**MATERIAL FOR THIS TASK:**

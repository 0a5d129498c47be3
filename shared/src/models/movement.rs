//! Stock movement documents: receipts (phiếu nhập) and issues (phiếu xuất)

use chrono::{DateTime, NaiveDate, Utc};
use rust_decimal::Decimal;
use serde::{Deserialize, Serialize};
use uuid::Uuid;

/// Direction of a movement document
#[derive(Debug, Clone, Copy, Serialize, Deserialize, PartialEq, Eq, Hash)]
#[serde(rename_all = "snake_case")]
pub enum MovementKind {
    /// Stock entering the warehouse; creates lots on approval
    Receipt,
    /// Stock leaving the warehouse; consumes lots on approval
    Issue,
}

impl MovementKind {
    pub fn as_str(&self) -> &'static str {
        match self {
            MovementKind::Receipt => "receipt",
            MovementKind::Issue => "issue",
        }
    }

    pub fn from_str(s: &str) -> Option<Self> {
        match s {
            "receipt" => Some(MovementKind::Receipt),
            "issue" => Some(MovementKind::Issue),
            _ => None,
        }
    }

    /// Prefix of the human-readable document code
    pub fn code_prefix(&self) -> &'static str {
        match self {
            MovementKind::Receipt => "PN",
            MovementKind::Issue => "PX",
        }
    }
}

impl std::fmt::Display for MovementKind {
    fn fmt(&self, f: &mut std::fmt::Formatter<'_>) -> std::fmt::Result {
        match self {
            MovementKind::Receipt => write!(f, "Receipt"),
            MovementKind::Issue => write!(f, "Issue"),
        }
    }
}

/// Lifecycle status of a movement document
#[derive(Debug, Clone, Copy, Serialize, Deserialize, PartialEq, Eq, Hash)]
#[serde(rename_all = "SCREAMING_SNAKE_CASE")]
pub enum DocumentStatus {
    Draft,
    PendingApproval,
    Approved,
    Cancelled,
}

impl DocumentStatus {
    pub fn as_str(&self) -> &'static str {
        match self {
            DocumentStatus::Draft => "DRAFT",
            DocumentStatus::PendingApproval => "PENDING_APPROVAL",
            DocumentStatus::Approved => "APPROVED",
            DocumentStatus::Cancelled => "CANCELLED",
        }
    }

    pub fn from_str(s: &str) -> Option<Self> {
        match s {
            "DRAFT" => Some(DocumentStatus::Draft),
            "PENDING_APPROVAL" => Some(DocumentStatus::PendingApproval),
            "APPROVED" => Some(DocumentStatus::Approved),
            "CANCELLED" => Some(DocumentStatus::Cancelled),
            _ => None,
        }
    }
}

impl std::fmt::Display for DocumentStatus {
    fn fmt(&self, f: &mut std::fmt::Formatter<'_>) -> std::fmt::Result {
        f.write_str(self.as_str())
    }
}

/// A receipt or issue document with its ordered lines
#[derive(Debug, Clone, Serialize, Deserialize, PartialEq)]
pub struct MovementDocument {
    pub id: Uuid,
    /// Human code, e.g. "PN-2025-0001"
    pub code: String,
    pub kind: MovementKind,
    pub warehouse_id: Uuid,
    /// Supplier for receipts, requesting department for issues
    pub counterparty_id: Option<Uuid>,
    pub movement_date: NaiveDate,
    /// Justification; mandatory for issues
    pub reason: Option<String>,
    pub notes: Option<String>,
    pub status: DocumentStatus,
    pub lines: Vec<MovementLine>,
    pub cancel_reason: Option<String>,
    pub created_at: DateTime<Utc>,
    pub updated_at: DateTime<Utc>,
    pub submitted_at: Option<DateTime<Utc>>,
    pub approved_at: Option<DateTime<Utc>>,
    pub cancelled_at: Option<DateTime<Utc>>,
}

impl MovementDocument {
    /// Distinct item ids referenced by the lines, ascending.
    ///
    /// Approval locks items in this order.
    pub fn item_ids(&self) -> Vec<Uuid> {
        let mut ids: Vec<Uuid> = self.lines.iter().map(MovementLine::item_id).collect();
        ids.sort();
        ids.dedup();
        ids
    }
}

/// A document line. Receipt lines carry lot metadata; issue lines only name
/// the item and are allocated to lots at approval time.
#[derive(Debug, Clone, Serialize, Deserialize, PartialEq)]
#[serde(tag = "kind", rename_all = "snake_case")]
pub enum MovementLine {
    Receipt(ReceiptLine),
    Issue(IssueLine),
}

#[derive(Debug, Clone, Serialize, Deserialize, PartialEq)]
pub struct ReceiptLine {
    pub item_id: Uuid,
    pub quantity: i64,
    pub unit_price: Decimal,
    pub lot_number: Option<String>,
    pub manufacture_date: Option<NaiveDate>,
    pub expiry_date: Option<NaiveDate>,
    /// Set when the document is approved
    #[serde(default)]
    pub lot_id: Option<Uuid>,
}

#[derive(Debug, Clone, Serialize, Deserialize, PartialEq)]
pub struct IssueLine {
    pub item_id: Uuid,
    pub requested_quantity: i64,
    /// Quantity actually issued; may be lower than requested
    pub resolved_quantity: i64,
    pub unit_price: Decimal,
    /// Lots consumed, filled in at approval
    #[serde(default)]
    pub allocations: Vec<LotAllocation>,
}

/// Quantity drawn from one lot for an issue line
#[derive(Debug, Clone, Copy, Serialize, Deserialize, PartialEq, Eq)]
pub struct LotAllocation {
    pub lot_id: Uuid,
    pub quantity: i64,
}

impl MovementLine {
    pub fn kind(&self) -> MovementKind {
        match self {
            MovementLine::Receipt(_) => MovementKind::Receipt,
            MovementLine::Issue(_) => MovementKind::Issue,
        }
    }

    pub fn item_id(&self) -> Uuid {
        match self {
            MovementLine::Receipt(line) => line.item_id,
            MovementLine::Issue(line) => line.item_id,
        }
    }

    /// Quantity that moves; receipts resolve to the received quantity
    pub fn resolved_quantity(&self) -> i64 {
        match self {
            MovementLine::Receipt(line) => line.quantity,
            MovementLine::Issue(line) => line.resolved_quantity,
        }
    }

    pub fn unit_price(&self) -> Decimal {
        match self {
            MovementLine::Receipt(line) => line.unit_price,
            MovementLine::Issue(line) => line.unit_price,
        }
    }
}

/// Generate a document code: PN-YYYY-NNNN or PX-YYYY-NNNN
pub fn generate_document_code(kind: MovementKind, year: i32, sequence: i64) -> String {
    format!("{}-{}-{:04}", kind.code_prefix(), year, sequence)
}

**EXERCISE:** Would you write out the whole listing word for word?

**OUTPUT FOR THIS EXERCISE:**
repository 0a5d129498c47be3
filename shared/src/models/movement.rs
//! Stock movement documents: receipts (phiếu nhập) and issues (phiếu xuất)

use chrono::{DateTime, NaiveDate, Utc};
use rust_decimal::Decimal;
use serde::{Deserialize, Serialize};
use uuid::Uuid;

/// Direction of a movement document
#[derive(Debug, Clone, Copy, Serialize, Deserialize, PartialEq, Eq, Hash)]
#[serde(rename_all = "snake_case")]
pub enum MovementKind {
    /// Stock entering the warehouse; creates lots on approval
    Receipt,
    /// Stock leaving the warehouse; consumes lots on approval
    Issue,
}

impl MovementKind {
    pub fn as_str(&self) -> &'static str {
        match self {
            MovementKind::Receipt => "receipt",
            MovementKind::Issue => "issue",
        }
    }

    pub fn from_str(s: &str) -> Option<Self> {
        match s {
            "receipt" => Some(MovementKind::Receipt),
            "issue" => Some(MovementKind::Issue),
            _ => None,
        }
    }

    /// Prefix of the human-readable document code
    pub fn code_prefix(&self) -> &'static str {
        match self {
            MovementKind::Receipt => "PN",
            MovementKind::Issue => "PX",
        }
    }
}

impl std::fmt::Display for MovementKind {
    fn fmt(&self, f: &mut std::fmt::Formatter<'_>) -> std::fmt::Result {
        match self {
            MovementKind::Receipt => write!(f, "Receipt"),
            MovementKind::Issue => write!(f, "Issue"),
        }
    }
}

/// Lifecycle status of a movement document
#[derive(Debug, Clone, Copy, Serialize, Deserialize, PartialEq, Eq, Hash)]
#[serde(rename_all = "SCREAMING_SNAKE_CASE")]
pub enum DocumentStatus {
    Draft,
    PendingApproval,
    Approved,
    Cancelled,
}

impl DocumentStatus {
    pub fn as_str(&self) -> &'static str {
        match self {
            DocumentStatus::Draft => "DRAFT",
            DocumentStatus::PendingApproval => "PENDING_APPROVAL",
            DocumentStatus::Approved => "APPROVED",
            DocumentStatus::Cancelled => "CANCELLED",
        }
    }

    pub fn from_str(s: &str) -> Option<Self> {
        match s {
            "DRAFT" => Some(DocumentStatus::Draft),
            "PENDING_APPROVAL" => Some(DocumentStatus::PendingApproval),
            "APPROVED" => Some(DocumentStatus::Approved),
            "CANCELLED" => Some(DocumentStatus::Cancelled),
            _ => None,
        }
    }
}

impl std::fmt::Display for DocumentStatus {
    fn fmt(&self, f: &mut std::fmt::Formatter<'_>) -> std::fmt::Result {
        f.write_str(self.as_str())
    }
}

/// A receipt or issue document with its ordered lines
#[derive(Debug, Clone, Serialize, Deserialize, PartialEq)]
pub struct MovementDocument {
    pub id: Uuid,
    /// Human code, e.g. "PN-2025-0001"
    pub code: String,
    pub kind: MovementKind,
    pub warehouse_id: Uuid,
    /// Supplier for receipts, requesting department for issues
    pub counterparty_id: Option<Uuid>,
    pub movement_date: NaiveDate,
    /// Justification; mandatory for issues
    pub reason: Option<String>,
    pub notes: Option<String>,
    pub status: DocumentStatus,
    pub lines: Vec<MovementLine>,
    pub cancel_reason: Option<String>,
    pub created_at: DateTime<Utc>,
    pub updated_at: DateTime<Utc>,
    pub submitted_at: Option<DateTime<Utc>>,
    pub approved_at: Option<DateTime<Utc>>,
    pub cancelled_at: Option<DateTime<Utc>>,
}

impl MovementDocument {
    /// Distinct item ids referenced by the lines, ascending.
    ///
    /// Approval locks items in this order.
    pub fn item_ids(&self) -> Vec<Uuid> {
        let mut ids: Vec<Uuid> = self.lines.iter().map(MovementLine::item_id).collect();
        ids.sort();
        ids.dedup();
        ids
    }
}

/// A document line. Receipt lines carry lot metadata; issue lines only name
/// the item and are allocated to lots at approval time.
#[derive(Debug, Clone, Serialize, Deserialize, PartialEq)]
#[serde(tag = "kind", rename_all = "snake_case")]
pub enum MovementLine {
    Receipt(ReceiptLine),
    Issue(IssueLine),
}

#[derive(Debug, Clone, Serialize, Deserialize, PartialEq)]
pub struct ReceiptLine {
    pub item_id: Uuid,
    pub quantity: i64,
    pub unit_price: Decimal,
    pub lot_number: Option<String>,
    pub manufacture_date: Option<NaiveDate>,
    pub expiry_date: Option<NaiveDate>,
    /// Set when the document is approved
    #[serde(default)]
    pub lot_id: Option<Uuid>,
}

#[derive(Debug, Clone, Serialize, Deserialize, PartialEq)]
pub struct IssueLine {
    pub item_id: Uuid,
    pub requested_quantity: i64,
    /// Quantity actually issued; may be lower than requested
    pub resolved_quantity: i64,
    pub unit_price: Decimal,
    /// Lots consumed, filled in at approval
    #[serde(default)]
    pub allocations: Vec<LotAllocation>,
}

/// Quantity drawn from one lot for an issue line
#[derive(Debug, Clone, Copy, Serialize, Deserialize, PartialEq, Eq)]
pub struct LotAllocation {
    pub lot_id: Uuid,
    pub quantity: i64,
}

impl MovementLine {
    pub fn kind(&self) -> MovementKind {
        match self {
            MovementLine::Receipt(_) => MovementKind::Receipt,
            MovementLine::Issue(_) => MovementKind::Issue,
        }
    }

    pub fn item_id(&self) -> Uuid {
        match self {
            MovementLine::Receipt(line) => line.item_id,
            MovementLine::Issue(line) => line.item_id,
        }
    }

    /// Quantity that moves; receipts resolve to the received quantity
    pub fn resolved_quantity(&self) -> i64 {
        match self {
            MovementLine::Receipt(line) => line.quantity,
            MovementLine::Issue(line) => line.resolved_quantity,
        }
    }

    pub fn unit_price(&self) -> Decimal {
        match self {
            MovementLine::Receipt(line) => line.unit_price,
            MovementLine::Issue(line) => line.unit_price,
        }
    }
}

/// Generate a document code: PN-YYYY-NNNN or PX-YYYY-NNNN
pub fn generate_document_code(kind: MovementKind, year: i32, sequence: i64) -> String {
    format!("{}-{}-{:04}", kind.code_prefix(), year, sequence)
}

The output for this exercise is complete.